What has happened isnt that hippy academia is jacking up the military, but
rather that the military has been kicking out the kind of people who arent
afraid to tell truth to power, and are increasingly making choices and then
only hiring people who tell them those choices are good and what they want to
hear.

I have spent the majority of my free time since I got out trying to understand
what the fuck is going on here, and the reality is that our generals failed
our military by allowing the neocons to push us into wars for dubious reasons.
Thats even counting the real reasons no one talks about, such as upcoming
resource wars and a return to a tripolar world.

No, the real problem is that we have barely had a real president since the new
world order bunch assassinated JFK (and RFK), because that was a very clear
message to any POTUS willing to actually stand up. (Dont get me wrong, JFK was
far from perfect...)

We now have institutional corruption from the top down in every single branch
of government, including the famed fourth estate which has been turned into
stenographers weekly.
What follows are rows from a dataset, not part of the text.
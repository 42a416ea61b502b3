/// Profile settings form
///
/// Errors are shown inline rather than alerted.

use crate::auth::Identity;
use crate::error::{StoreError, SyncError};
use crate::views::Services;

pub struct ProfileForm {
    services: Services,
    user: Identity,
    name: String,
    error: Option<String>,
}

impl ProfileForm {
    /// Opens the form with the stored display name
    ///
    /// A missing or unreadable profile leaves the name empty and sets
    /// `Failed to load profile`.
    pub async fn load(services: Services, user: Identity) -> Self {
        let mut form = Self {
            services,
            user,
            name: String::new(),
            error: None,
        };

        let loaded = match form.services.store.user(form.user.id).await {
            Ok(Some(profile)) => Ok(profile.name.unwrap_or_default()),
            Ok(None) => Err(StoreError::NotFound {
                entity: "user",
                id: form.user.id.to_string(),
            }),
            Err(e) => Err(e),
        };

        match loaded {
            Ok(name) => form.name = name,
            Err(e) => {
                tracing::error!(user_id = %form.user.id, error = %e, "Error fetching profile");
                form.error = Some("Failed to load profile".to_string());
            }
        }
        form
    }

    pub fn name(&self) -> &str {
        &self.name
    }

    pub fn set_name(&mut self, name: impl Into<String>) {
        self.name = name.into();
    }

    /// Inline error, if the last load or save failed
    pub fn error(&self) -> Option<&str> {
        self.error.as_deref()
    }

    /// Saves the trimmed name
    ///
    /// A blank name is not sent and returns `Ok(None)`. On success the saved
    /// name is returned.
    pub async fn save(&mut self) -> Result<Option<String>, SyncError> {
        let name = self.name.trim().to_string();
        if name.is_empty() {
            return Ok(None);
        }
        self.error = None;

        match self.services.store.rename_user(self.user.id, &name).await {
            Ok(_) => {
                tracing::info!(user_id = %self.user.id, "Profile updated");
                self.name = name.clone();
                Ok(Some(name))
            }
            Err(e) => {
                tracing::error!(user_id = %self.user.id, error = %e, "Error updating profile");
                self.error = Some(e.to_string());
                Err(SyncError::write("Failed to update profile", e))
            }
        }
    }
}

#[cfg(test)]
mod tests {
    use super::*;
    use crate::adapters::MemoryBackend;
    use crate::notifier::RecordingNotifier;
    use crate::store::RemoteStore;
    use std::sync::Arc;
    use uuid::Uuid;

    fn identity() -> Identity {
        Identity {
            id: Uuid::new_v4(),
            email: "ana@example.com".to_string(),
        }
    }

    #[tokio::test]
    async fn test_load_and_save_trimmed() {
        let backend = MemoryBackend::new();
        let me = identity();
        backend.upsert_profile(me.id, &me.email).await.unwrap();

        let services = Services::memory(&backend, Arc::new(RecordingNotifier::new()));
        let mut form = ProfileForm::load(services, me.clone()).await;
        assert_eq!(form.name(), "ana");

        form.set_name("  Ana Lima ");
        assert_eq!(form.save().await.unwrap().as_deref(), Some("Ana Lima"));
        assert_eq!(backend.user(me.id).await.unwrap().unwrap().name.as_deref(), Some("Ana Lima"));
    }

    #[tokio::test]
    async fn test_blank_name_not_sent() {
        let backend = MemoryBackend::new();
        let me = identity();
        backend.upsert_profile(me.id, &me.email).await.unwrap();

        let services = Services::memory(&backend, Arc::new(RecordingNotifier::new()));
        let mut form = ProfileForm::load(services, me.clone()).await;
        form.set_name("   ");

        assert_eq!(form.save().await.unwrap(), None);
        assert_eq!(backend.user(me.id).await.unwrap().unwrap().name.as_deref(), Some("ana"));
    }

    #[tokio::test]
    async fn test_missing_profile_shows_error() {
        let backend = MemoryBackend::new();
        let services = Services::memory(&backend, Arc::new(RecordingNotifier::new()));

        let form = ProfileForm::load(services, identity()).await;
        assert_eq!(form.error(), Some("Failed to load profile"));
        assert_eq!(form.name(), "");
    }

    #[tokio::test]
    async fn test_save_error_is_inline() {
        let backend = MemoryBackend::new();
        let me = identity();
        backend.upsert_profile(me.id, &me.email).await.unwrap();
        let notifier = Arc::new(RecordingNotifier::new());

        let services = Services::memory(&backend, notifier.clone());
        let mut form = ProfileForm::load(services, me).await;
        backend.fail_writes(Some("permission denied"));
        form.set_name("Ana");

        assert!(form.save().await.is_err());
        assert_eq!(form.error(), Some("permission denied"));
        assert!(notifier.alerts().is_empty());
    }
}
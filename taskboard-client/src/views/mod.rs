/// View models
///
/// Every screen is an explicit view model with the same lifecycle:
///
/// 1. **mount**: open the change subscriptions, then fetch
/// 2. **next_change / sync_pending**: on any notification, re-fetch once
/// 3. **dispose**: abort in-flight fetches and close the subscriptions
///
/// Notification payloads are never merged into local state. However many
/// notifications are queued, they collapse into one re-fetch of the view's
/// query, so local state is always exactly what the store last returned.
///
/// # Views
///
/// - `board`: kanban columns with optimistic moves
/// - `dashboard`: stats, priority stack and recent comments
/// - `timeline`: open tasks with a due date
/// - `comments`: one task's thread and its composer
/// - `details`, `new_task`, `profile`, `login`: forms
///
/// # Example
///
/// ```
/// use std::sync::Arc;
/// use taskboard_client::adapters::MemoryBackend;
/// use taskboard_client::auth::Identity;
/// use taskboard_client::notifier::LogNotifier;
/// use taskboard_client::views::{BoardView, Services, SyncedView};
/// use uuid::Uuid;
///
/// # async fn example() -> Result<(), Box<dyn std::error::Error>> {
/// let backend = MemoryBackend::new();
/// let services = Services::memory(&backend, Arc::new(LogNotifier));
/// let me = Identity { id: Uuid::new_v4(), email: "ana@example.com".to_string() };
///
/// let mut board = BoardView::mount(services, me).await?;
/// board.sync_pending().await?;
/// board.dispose();
/// # Ok(())
/// # }
/// ```

pub mod board;
pub mod comments;
pub mod dashboard;
pub mod details;
pub mod login;
pub mod new_task;
pub mod profile;
pub mod timeline;

pub use board::{BoardView, Column, PriorityFilter};
pub use comments::{CommentEntry, CommentsView};
pub use dashboard::{DashboardStats, DashboardView, RecentUpdate};
pub use details::TaskDetailsForm;
pub use login::{AuthMode, LoginForm};
pub use new_task::{NewTaskForm, ASSIGNEE_SEARCH_LIMIT, MIN_SEARCH_LENGTH};
pub use profile::ProfileForm;
pub use timeline::{TimelineEntry, TimelineView};

use crate::adapters::MemoryBackend;
use crate::error::{StoreResult, SyncError};
use crate::feed::ChangeFeed;
use crate::lifecycle::ViewLifecycle;
use crate::notifier::Notifier;
use crate::store::RemoteStore;
use async_trait::async_trait;
use std::sync::Arc;
use taskboard_shared::events::ChannelSpec;
use taskboard_shared::models::task::{AssignedTask, TaskQuery};

/// Backends every view needs
#[derive(Clone)]
pub struct Services {
    pub store: Arc<dyn RemoteStore>,
    pub feed: Arc<dyn ChangeFeed>,
    pub notifier: Arc<dyn Notifier>,
}

impl Services {
    pub fn new(store: Arc<dyn RemoteStore>, feed: Arc<dyn ChangeFeed>, notifier: Arc<dyn Notifier>) -> Self {
        Self {
            store,
            feed,
            notifier,
        }
    }

    /// Store and feed both backed by `backend`
    pub fn memory(backend: &MemoryBackend, notifier: Arc<dyn Notifier>) -> Self {
        Self::new(Arc::new(backend.clone()), Arc::new(backend.clone()), notifier)
    }
}

/// A mounted view kept in step with the store
#[async_trait]
pub trait SyncedView: Send {
    fn lifecycle(&self) -> &ViewLifecycle;

    fn lifecycle_mut(&mut self) -> &mut ViewLifecycle;

    /// Re-runs the view's query and replaces its state
    async fn refresh(&mut self) -> Result<(), SyncError>;

    /// Like [`SyncedView::refresh`], but a failed read only leaves the
    /// fallback state in place
    async fn reload(&mut self) -> Result<(), SyncError> {
        match self.refresh().await {
            Err(SyncError::Read { .. }) => Ok(()),
            other => other,
        }
    }

    /// Waits for a notification, then re-fetches once for it and anything
    /// queued behind it
    ///
    /// Returns `false` when the change feed has ended.
    async fn next_change(&mut self) -> Result<bool, SyncError> {
        let Some(event) = self.lifecycle_mut().next_event().await? else {
            return Ok(false);
        };
        let coalesced = self.lifecycle_mut().drain_pending();

        tracing::debug!(
            view = self.lifecycle().name(),
            table = %event.table,
            kind = %event.kind,
            coalesced,
            "Change received, re-fetching"
        );

        self.reload().await?;
        Ok(true)
    }

    /// Re-fetches once if any notification is queued, without waiting
    ///
    /// Returns how many notifications were consumed.
    async fn sync_pending(&mut self) -> Result<usize, SyncError> {
        self.lifecycle().ensure_live()?;

        let pending = self.lifecycle_mut().drain_pending();
        if pending > 0 {
            self.reload().await?;
        }
        Ok(pending)
    }

    /// Unmounts the view; `true` the first time
    fn dispose(&mut self) -> bool {
        self.lifecycle_mut().dispose()
    }

    fn is_disposed(&self) -> bool {
        self.lifecycle().is_disposed()
    }
}

/// Opens every channel in `specs` on `lifecycle`
pub(crate) async fn open_channels<I>(
    services: &Services,
    lifecycle: &mut ViewLifecycle,
    specs: I,
) -> Result<(), SyncError>
where
    I: IntoIterator<Item = ChannelSpec> + Send,
    I::IntoIter: Send,
{
    for spec in specs {
        let subscription = services
            .feed
            .subscribe(spec)
            .await
            .map_err(|e| SyncError::read("change feed", e))?;
        lifecycle.attach(subscription);
    }
    Ok(())
}

/// Joined task read, retried once without the join if it fails
pub(crate) async fn fetch_assigned(store: &dyn RemoteStore, query: &TaskQuery) -> StoreResult<Vec<AssignedTask>> {
    match store.tasks_with_assignee(query).await {
        Ok(tasks) => Ok(tasks),
        Err(e) => {
            tracing::warn!(error = %e, "Joined task read failed, retrying without assignee names");
            let tasks = store.tasks(query).await?;
            Ok(tasks.into_iter().map(AssignedTask::from).collect())
        }
    }
}
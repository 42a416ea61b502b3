/// Database migration runner
///
/// Migrations live in `taskboard-shared/migrations/` and are embedded at
/// compile time with `sqlx::migrate!`. They create the `users`,
/// `auth_identities`, `tasks` and `comments` tables.
///
/// # Example
///
/// ```no_run
/// use taskboard_shared::db::pool::{create_pool, DatabaseConfig};
/// use taskboard_shared::db::migrations::run_migrations;
///
/// # async fn example() -> Result<(), Box<dyn std::error::Error>> {
/// let pool = create_pool(DatabaseConfig::default()).await?;
/// run_migrations(&pool).await?;
/// # Ok(())
/// # }
/// ```

use sqlx::{migrate::MigrateDatabase, postgres::PgPool, Postgres};
use tracing::{debug, info, warn};

/// Applies all pending migrations
///
/// # Errors
///
/// Returns an error if a migration fails; the failing migration is rolled
/// back.
pub async fn run_migrations(pool: &PgPool) -> Result<(), sqlx::migrate::MigrateError> {
    info!("Starting database migrations");

    match sqlx::migrate!("./migrations").run(pool).await {
        Ok(()) => {
            info!("Database schema is up to date");
            Ok(())
        }
        Err(e) => {
            warn!(error = %e, "Migration failed");
            Err(e)
        }
    }
}

/// Number of successfully applied migrations
///
/// Returns 0 when the migrations table does not exist yet.
pub async fn applied_migrations(pool: &PgPool) -> Result<i64, sqlx::Error> {
    let table_exists: bool = sqlx::query_scalar(
        "SELECT EXISTS (
            SELECT FROM information_schema.tables
            WHERE table_schema = 'public'
            AND table_name = '_sqlx_migrations'
        )",
    )
    .fetch_one(pool)
    .await?;

    if !table_exists {
        debug!("Migrations table does not exist yet");
        return Ok(0);
    }

    let count: i64 = sqlx::query_scalar("SELECT COUNT(*) FROM _sqlx_migrations WHERE success = true")
        .fetch_one(pool)
        .await?;

    Ok(count)
}

/// Creates the database if it doesn't exist
///
/// Intended for development and tests.
pub async fn ensure_database_exists(database_url: &str) -> Result<(), sqlx::Error> {
    if !Postgres::database_exists(database_url).await? {
        info!("Database does not exist, creating it");
        Postgres::create_database(database_url).await?;
    } else {
        debug!("Database already exists");
    }

    Ok(())
}
// SPDX-License-Identifier: AGPL-3.0-only
// Copyright (C) 2024 Jonathan Lee
// This program is free software: you can redistribute it and/or modify
// it under the terms of the GNU Affero General Public License version 3
// as published by the Free Software Foundation.
// This program is distributed in the hope that it will be useful,
// but WITHOUT ANY WARRANTY; without even the implied warranty of
// MERCHANTABILITY or FITNESS FOR A PARTICULAR PURPOSE.
// See the GNU Affero General Public License for more details.
// You should have received a copy of the GNU Affero General Public License
// along with this program. If not, see https://www.gnu.org/licenses/.

use crate::error::{DataError, Result};
use crate::normalise;
use crate::schema;
use chrono::Datelike;
use polars::prelude::*;

/// Derived-column pass over the field parser's output. Every derivation is a
/// pure function of already-validated fields; a frame that skipped the parser
/// surfaces as an error, never a panic.
pub fn derive_features(df: &DataFrame) -> Result<DataFrame> {
    let published = schema::utf8_values(df, schema::PUBLISHED_AT)?;
    let mut timestamps = Vec::with_capacity(published.len());
    for value in &published {
        let Some(value) = value.as_deref() else {
            return Err(DataError::UnparsedColumn {
                column: schema::PUBLISHED_AT.to_string(),
            }
            .into());
        };
        timestamps.push(normalise::canonical_timestamp(value)?);
    }

    let views = integer_counts(df, schema::VIEW_COUNT)?;
    if views.iter().any(|&v| v <= 0) {
        return Err(DataError::UnparsedColumn {
            column: schema::VIEW_COUNT.to_string(),
        }
        .into());
    }
    let likes = integer_counts(df, schema::LIKE_COUNT)?;
    let comments = integer_counts(df, schema::COMMENT_COUNT)?;

    let day_names: Vec<String> = timestamps.iter().map(|ts| ts.format("%A").to_string()).collect();
    let years: Vec<i32> = timestamps.iter().map(|ts| ts.year()).collect();
    let months: Vec<i32> = timestamps.iter().map(|ts| ts.month() as i32).collect();
    let month_names: Vec<String> = timestamps.iter().map(|ts| ts.format("%B").to_string()).collect();
    let times: Vec<String> = timestamps
        .iter()
        .map(|ts| ts.format("%H:%M:%S").to_string())
        .collect();

    let tag_counts: Vec<i64> = schema::utf8_values(df, schema::TAGS)?
        .iter()
        .map(|opt| count_tags(opt.as_deref()))
        .collect();

    let like_ratios: Vec<f64> = likes
        .iter()
        .zip(&views)
        .map(|(&like, &view)| like as f64 / view as f64 * 1000.0)
        .collect();
    let comment_ratios: Vec<f64> = comments
        .iter()
        .zip(&views)
        .map(|(&comment, &view)| comment as f64 / view as f64 * 1000.0)
        .collect();

    let title_lengths: Vec<i64> = schema::utf8_values(df, schema::TITLE)?
        .iter()
        .map(|opt| opt.as_deref().map_or(0, |t| t.chars().count() as i64))
        .collect();

    let mut out = df.clone();
    out.with_column(Series::new(schema::PUBLISH_DAY_NAME.into(), day_names))?;
    out.with_column(Series::new(schema::PUBLISHING_YEAR.into(), years))?;
    out.with_column(Series::new(schema::PUBLISHING_MONTH.into(), months))?;
    out.with_column(Series::new(schema::PUBLISHING_MONTH_NAME.into(), month_names))?;
    out.with_column(Series::new(schema::PUBLISHING_TIME.into(), times))?;
    out.with_column(Series::new(schema::TAGS_COUNT.into(), tag_counts))?;
    out.with_column(Series::new(schema::LIKE_RATIO.into(), like_ratios))?;
    out.with_column(Series::new(schema::COMMENT_RATIO.into(), comment_ratios))?;
    out.with_column(Series::new(schema::TITLE_LENGTH.into(), title_lengths))?;
    let out = out.drop(schema::PUBLISHED_AT)?.drop(schema::TAGS)?;
    Ok(out)
}

fn integer_counts(df: &DataFrame, name: &str) -> Result<Vec<i64>> {
    let s = schema::series(df, name)?;
    if !s.dtype().is_integer() {
        return Err(DataError::UnparsedColumn {
            column: name.to_string(),
        }
        .into());
    }
    schema::i64_values(df, name)?
        .into_iter()
        .map(|opt| {
            opt.ok_or_else(|| {
                DataError::UnparsedColumn {
                    column: name.to_string(),
                }
                .into()
            })
        })
        .collect()
}

/// Tag collections arrive either as nulls or as textual list literals
/// (`['a', 'b']` from notebook exports, `["a","b"]` from JSON dumps).
/// Anything empty or unreadable counts as zero tags rather than an error.
fn count_tags(value: Option<&str>) -> i64 {
    let Some(raw) = value else { return 0 };
    let trimmed = raw.trim();
    if trimmed.is_empty()
        || trimmed == "0"
        || trimmed == "None"
        || trimmed.eq_ignore_ascii_case("nan")
    {
        return 0;
    }
    let Some(inner) = trimmed
        .strip_prefix('[')
        .and_then(|rest| rest.strip_suffix(']'))
    else {
        return 0;
    };
    let inner = inner.trim();
    if inner.is_empty() {
        return 0;
    }
    let mut count = 1i64;
    let mut quote: Option<char> = None;
    let mut escaped = false;
    for ch in inner.chars() {
        match quote {
            Some(open) => {
                if escaped {
                    escaped = false;
                } else if ch == '\\' {
                    escaped = true;
                } else if ch == open {
                    quote = None;
                }
            }
            None => {
                if ch == '\'' || ch == '"' {
                    quote = Some(ch);
                } else if ch == ',' {
                    count += 1;
                }
            }
        }
    }
    count
}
Corruption and incompetence are running rampant, and are
acting as a cover for the malicious string pullers (Hanlons razor is a logical
fallacy!)

So no, its not that the goddamn hippies have fucked up the military, its much
closer to the military and its propoganda programs have so far infiltrated
academia that its a lifeless shell of what it could and should be in this
internet age.

Keep in mind though, its the military who has pushed this though. While the
three letters have carried out operations similar to mockingbird (thank you
church comittee), its the globalist new world order group who have pushed it
on their controlled government puppets. (Read up on what Norman Dodd found
during the Reese Committee for more info)

Yes, you are correct we need a smarter military, but just having "smart
people" join up wont do it. You need change from the POTUS down, because
beleive you me, we have turned mental deconstruction and reconstruction into
an art form.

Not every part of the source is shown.